Pendant quinze ans, avec ténacité, Henri Calhiol, fort de son expérience d’enquêteur judiciaire, d’officier de renseignement et de chercheur amateur, a accumulé les découvertes. Elles remettent en cause la version officielle de l’attaque de Fayaoué, en avril 1988. Il assure que des ordres « jamais diffu-sés, et peut-être antidatés, ont été archi-vés au Comgend de Nouméa ».

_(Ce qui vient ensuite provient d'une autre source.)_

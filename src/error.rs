use crate::datasource::DataSourceError;
use crate::domain::{AmountError, ChainId, PositionKey, PositionVersion, TxHash};
use axum::{
    http::StatusCode,
    response::{IntoResponse, Response},
    Json,
};
use serde_json::json;
use thiserror::Error;

/// Errors raised by the position engine.
#[derive(Debug, Error)]
pub enum EngineError {
    /// One indexing endpoint failed. Absorbed by the aggregator.
    #[error("indexing source v{version} on chain {chain_id} unavailable: {reason}")]
    SourceUnavailable {
        version: PositionVersion,
        chain_id: ChainId,
        reason: String,
    },
    /// The resolver answered without an entry we asked for. Absorbed by the aggregator.
    #[error("underlying resolver has no entry for {0}")]
    ResolverEntryMissing(String),
    #[error("swap count {0} is outside the protocol range")]
    InvalidSwapCount(u64),
    #[error("protocol token mismatch: {0}")]
    ProtocolTokenMismatch(String),
    #[error("permission signature declined by user")]
    PermissionSignatureDeclined,
    #[error("bulk operation spans chain {} v{} and chain {} v{}", .first.0, .first.1, .second.0, .second.1)]
    InconsistentChainSet {
        first: (ChainId, PositionVersion),
        second: (ChainId, PositionVersion),
    },
    #[error("underlying resolution failed: {0}")]
    UnderlyingResolutionFailure(String),
    #[error(transparent)]
    Remote(#[from] DataSourceError),
    #[error("position {0} not found")]
    PositionNotFound(PositionKey),
    #[error("position {key} already has pending transaction {pending}")]
    PendingConflict { key: PositionKey, pending: TxHash },
    #[error("position {0} has no on-chain id yet")]
    NotOnchain(PositionKey),
    #[error(transparent)]
    InvalidAmount(#[from] AmountError),
    #[error("confirmation is missing {0}")]
    MissingConfirmationData(&'static str),
    #[error("no contracts configured for chain {chain_id} v{version}")]
    MissingContracts {
        chain_id: ChainId,
        version: PositionVersion,
    },
    #[error("bulk operation needs at least one position")]
    EmptyBulkOperation,
    #[error("signing failed: {0}")]
    Signing(String),
}

impl EngineError {
    /// Soft failures are logged and never returned from a fetch.
    pub fn is_soft(&self) -> bool {
        matches!(
            self,
            EngineError::SourceUnavailable { .. } | EngineError::ResolverEntryMissing(_)
        )
    }
}

#[derive(Debug, Error)]
pub enum AppError {
    #[error("Internal server error: {0}")]
    Internal(String),
    #[error("Bad request: {0}")]
    BadRequest(String),
}

impl From<EngineError> for AppError {
    fn from(err: EngineError) -> Self {
        match err {
            EngineError::InvalidSwapCount(_)
            | EngineError::ProtocolTokenMismatch(_)
            | EngineError::InconsistentChainSet { .. }
            | EngineError::InvalidAmount(_)
            | EngineError::EmptyBulkOperation => AppError::BadRequest(err.to_string()),
            other => AppError::Internal(other.to_string()),
        }
    }
}

impl IntoResponse for AppError {
    fn into_response(self) -> Response {
        let (status, error_message) = match self {
            AppError::Internal(msg) => (StatusCode::INTERNAL_SERVER_ERROR, msg),
            AppError::BadRequest(msg) => (StatusCode::BAD_REQUEST, msg),
        };

        let body = Json(json!({
            "error": error_message,
        }));

        (status, body).into_response()
    }
}
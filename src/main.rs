use dca_positions::engine::{Aggregator, IndexerRegistry, PositionTracker};
use dca_positions::{api, config::Config, GraphQlIndexer, HttpUnderlyingResolver, IndexerSource};
use std::net::SocketAddr;
use std::sync::Arc;

#[tokio::main]
async fn main() {
    tracing_subscriber::fmt()
        .with_env_filter(
            tracing_subscriber::EnvFilter::from_default_env()
                .add_directive(tracing_subscriber::filter::LevelFilter::INFO.into()),
        )
        .init();

    let config = match Config::from_env() {
        Ok(cfg) => cfg,
        Err(e) => {
            eprintln!("Configuration error: {}", e);
            std::process::exit(1);
        }
    };

    let mut sources = IndexerRegistry::new();
    for endpoint in &config.indexer_endpoints {
        let source: Arc<dyn IndexerSource> = Arc::new(GraphQlIndexer::new(endpoint.url.clone()));
        if sources
            .insert((endpoint.version, endpoint.chain_id), source)
            .is_some()
        {
            tracing::warn!(
                "Duplicate indexer for chain {} {}; keeping the last one",
                endpoint.chain_id,
                endpoint.version
            );
        }
    }
    tracing::info!("Configured {} indexing sources", sources.len());

    let resolver = Arc::new(HttpUnderlyingResolver::new(
        config.underlying_api_url.clone(),
    ));
    let aggregator = Aggregator::new(sources, resolver).with_page_size(config.indexer_page_size);
    let tracker = Arc::new(PositionTracker::new(aggregator));

    let app = api::create_router(api::AppState::new(tracker));

    let addr = SocketAddr::from(([127, 0, 0, 1], config.port));
    let listener = match tokio::net::TcpListener::bind(&addr).await {
        Ok(l) => l,
        Err(e) => {
            eprintln!("Failed to bind to {}: {}", addr, e);
            std::process::exit(1);
        }
    };

    tracing::info!("Server listening on {}", addr);

    if let Err(e) = axum::serve(listener, app).await {
        eprintln!("Server error: {}", e);
        std::process::exit(1);
    }
}
//! Permission registry read through an alloy provider per chain.

use super::PermissionRegistry;
use crate::datasource::DataSourceError;
use crate::domain::{ChainId, Permission, PositionId};
use alloy::primitives::{Address, U256};
use alloy::providers::{DynProvider, Provider, ProviderBuilder};
use alloy::sol;
use async_trait::async_trait;
use std::collections::HashMap;
use std::fmt;
use tracing::debug;

sol! {
    #[allow(missing_docs)]
    #[sol(rpc)]
    interface IPermissionManager {
        function hasPermission(uint256 id, address account, uint8 permission) external view returns (bool);
        function hasPermissions(uint256 id, address account, uint8[] permissions) external view returns (bool[]);
        function nonces(address account) external view returns (uint256);
    }
}

#[derive(Clone)]
pub struct RpcPermissionRegistry {
    providers: HashMap<ChainId, DynProvider>,
}

impl fmt::Debug for RpcPermissionRegistry {
    fn fmt(&self, f: &mut fmt::Formatter<'_>) -> fmt::Result {
        let mut chains: Vec<_> = self.providers.keys().collect();
        chains.sort();
        f.debug_struct("RpcPermissionRegistry")
            .field("chains", &chains)
            .finish()
    }
}

impl RpcPermissionRegistry {
    /// Connects one HTTP provider per chain. Fails on the first malformed URL.
    pub fn new(endpoints: HashMap<ChainId, String>) -> Result<Self, DataSourceError> {
        let mut providers = HashMap::with_capacity(endpoints.len());
        for (chain_id, endpoint) in endpoints {
            let rpc_url = endpoint.parse().map_err(|e| {
                DataSourceError::Other(format!("Invalid RPC URL for chain {}: {}", chain_id, e))
            })?;
            let provider = ProviderBuilder::new().connect_http(rpc_url).erased();
            providers.insert(chain_id, provider);
        }
        Ok(Self { providers })
    }

    fn manager(
        &self,
        chain_id: ChainId,
        manager: Address,
    ) -> Result<IPermissionManager::IPermissionManagerInstance<DynProvider>, DataSourceError> {
        let provider = self
            .providers
            .get(&chain_id)
            .ok_or_else(|| DataSourceError::Other(format!("No RPC endpoint for chain {}", chain_id)))?;
        debug!("permission manager call chain={} manager={}", chain_id, manager);
        Ok(IPermissionManager::new(manager, provider.clone()))
    }
}

fn contract_error(e: alloy::contract::Error) -> DataSourceError {
    match e {
        alloy::contract::Error::TransportError(e) => DataSourceError::NetworkError(e.to_string()),
        other => DataSourceError::ParseError(other.to_string()),
    }
}

#[async_trait]
impl PermissionRegistry for RpcPermissionRegistry {
    async fn has_permission(
        &self,
        chain_id: ChainId,
        manager: Address,
        token_id: PositionId,
        operator: Address,
        permission: Permission,
    ) -> Result<bool, DataSourceError> {
        self.manager(chain_id, manager)?
            .hasPermission(token_id.as_u256(), operator, permission.as_u8())
            .call()
            .await
            .map_err(contract_error)
    }

    async fn has_permissions(
        &self,
        chain_id: ChainId,
        manager: Address,
        token_id: PositionId,
        operator: Address,
        permissions: &[Permission],
    ) -> Result<Vec<bool>, DataSourceError> {
        let wanted = permissions.iter().map(|p| p.as_u8()).collect();
        self.manager(chain_id, manager)?
            .hasPermissions(token_id.as_u256(), operator, wanted)
            .call()
            .await
            .map_err(contract_error)
    }

    async fn nonces(
        &self,
        chain_id: ChainId,
        manager: Address,
        signer: Address,
    ) -> Result<U256, DataSourceError> {
        self.manager(chain_id, manager)?
            .nonces(signer)
            .call()
            .await
            .map_err(contract_error)
    }
}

Un travail pour la mémoire des gendarmes
Il vient de boucler son travail, qu’il va déposer aux Archives de la Nouvelle-Calédonie et au Service historique de la Défense (SHD) à Vincennes. Sa contribution à caractère historique (« Fayaoué, 22 avril 1988, ground zero de l’Affaire d’Ouvéa ») est un travail rigoureux de 250 pages, avec des centaines de notes explicatives, appuyé sur de nouveaux témoignages de première main et des documents officiels inédit. En sept chapitres, il replace l’affaire dans le contexte envenimé des « années de cendres », où le commandement local de la gendarmerie d’alors s’est, dit-il – comme d’autres et non des moindres avant lui –, « déconsidéré par sa servilité envers le Haut-Commissaire, au détriment de l’intérêt moral et de la sécurité de ses propres hommes ». Ils sont devenus « des soldats abandonnés dans des circonstances où la responsabilité de la Direction de la Gendarmerie n’a jamais été suffisamment dénoncée ». Jusqu’à présent, la vérité officielle sur Fayaoué était simple : il s’agissait d’un fiasco militaire (4 gendarmes tués, 27 pris en otages, le stock d’armes de guerre emporté par les indépendantistes), dû à une attaque surprise de la brigade de Fayaoué, isolée et vulnérable, occupée à deux reprises auparavant par des militants indépendantistes. L’assaut de la brigade débouchera sur l’affaire sanglante de la grotte d’Ouvéa (21 morts). Et la responsabilité du drame retombera finalement sur les exécutants. Et, plus précisément, sur les gendarmes mobiles qui avaient la charge de protéger cette brigade fragile. Des médias avaient très rapidement relevé la négligence de gendarmes mobiles, « grisés par l’ambiance paradisiaque de l’atoll et grands amateurs de langoustes ».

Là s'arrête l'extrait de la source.